Anyway, I usually go for the reds. This is me as a strawberry blonde (on the right). I was maybe 27 here. It was a good color. It was a good year. This was my first time in a community theater production. Who knew I was born to be on the stage?

 

As Redhead age 48

 

And about ten years later channeling Patsy Cline for another performance, with a more believable shade of red than the one that came from that bottle of Super Sun In.

Okay, history lesson over. Today I decided that the gray was making me look to flipping old—older than I am. I am not a senior citizen, I am post Middle Aged Goddess. I am not going gently into that good night of growing old gracefully. I am growing old powerfully. I’m owning how I put myself out there and gray panther isn’t it.Hope in a Box

I perused the new offerings that found their way onto the shelves of dozens of choices at the Super Walmart Center.

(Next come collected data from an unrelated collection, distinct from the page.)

// Copyright (C) 2025 SyncMyOrders Sp. z o.o.
// SPDX-License-Identifier: AGPL-3.0-or-later
//! appsync-core - AppContext state engine and multi-cluster reconciler
//!
//! An AppContext is a tree-shaped, persisted description of a composite
//! application being rolled out across many Kubernetes clusters. This crate
//! owns the per-AppContext event queue and state machine, and the reconciler
//! that walks the tree to apply, delete, read or differentially update
//! resources on remote clusters.
//!
//! # Architecture
//!
//! ```text
//!   enqueue(event)                           ┌─────────────────────────┐
//!  ───────────────►  Dispatcher  ──spawn──►  │  worker (1 per context) │
//!                    (id → Context)          │  queue → state machine  │
//!                                            └────────────┬────────────┘
//!                                                         │ run(op)
//!                                    ┌────────────────────┼───────────────────┐
//!                                    ▼                    ▼                   ▼
//!                                 app task            app task            app task
//!                                 ├─ cluster task      ├─ cluster task
//!                                 │   resources in resOrder (serial)
//!                                 ▼
//!                          Connector → ClusterClient (kube or fake)
//! ```
//!
//! # Modules
//!
//! | Module | Responsibility |
//! |--------|----------------|
//! | [`client`] | Apply/Delete/Get/Approve/reachability against one cluster |
//! | [`connector`] | Per-AppContext client cache, status CR templating, cloud config |
//! | [`appcontext`] | Tree-structured store of handles, plus typed state/flag accessors |
//! | [`queue`] | Persisted per-AppContext FIFO of events |
//! | [`state_machine`] | Allowed source states and resulting states per event |
//! | [`dispatcher`] | Global `AppContextID → Context` registry |
//! | [`reconciler`] | Worker loop, update diffing and the cluster-parallel executor |
//! | [`runtime`] | Embeddable [`runtime::Runtime`] with start/shutdown |

pub mod appcontext;
pub mod client;
pub mod config;
pub mod connector;
pub mod dispatcher;
pub mod error;
pub mod persistence;
pub mod queue;
pub mod reconciler;
pub mod runtime;
pub mod state_machine;
pub mod tasks;
pub mod types;

pub use appcontext::{AppContext, CompositeAppMeta, Handle};
pub use config::ReconcilerSettings;
pub use error::{Error, Result};
pub use runtime::{ReadyEvent, Runtime};
pub use types::{ClusterReadiness, EventStatus, OpType, ResourceStatus, RsyncEvent, StateValue};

After comparing shades and names of red that would make the heads of Crayola’s R&D spin, I chose Red Velvet Brown. Does it get any more delicious than that? Number 4.3. I’m calling it hope in a box. As in, I hope my gray doesn’t go hot like it did the last time I tried this at home and ended up with magenta pink hair. Or, do I?

Carrot Cake?I mixed up the potion. It looked a bit more like carrot cake than red velvet, but I’m a seasoned at home colorist. I know it get’s darker. Right?

I accidentally started adding the after condition to the developer but caught myself after the first few dollops plopped in. I put on my glasses, found the tube of color and squeezed it into the botttle. It would be okay. I was sure it would. Just a little extra conditioning in the mix. Oh, what the hell—life is short, live fast and hot. I’ve had orange hair before.

I don’t take the time for any of those tests they recommend, like putting the product on your skin at the inner wrist and waiting to see if you’re allergic, or doing a strand test to see what color my hair will be when the towel comes off. They don’t do that shit at the salon.That's Orange!

I just slathered it on baby—and yup, it was looking mighty citrusy on my noggin. Also in that little drip on my color shit. I have worn this T-shirt for every at home color job I’ve ever done. It bears the history of all my Clarets, Cocoas, Brandies, Brandy Wines, Burgundies and Golden Raisins. This makes me think I should have a similar shirt that I wear every time I drink wine. No. Wouldn’t work. I’d have to live in it.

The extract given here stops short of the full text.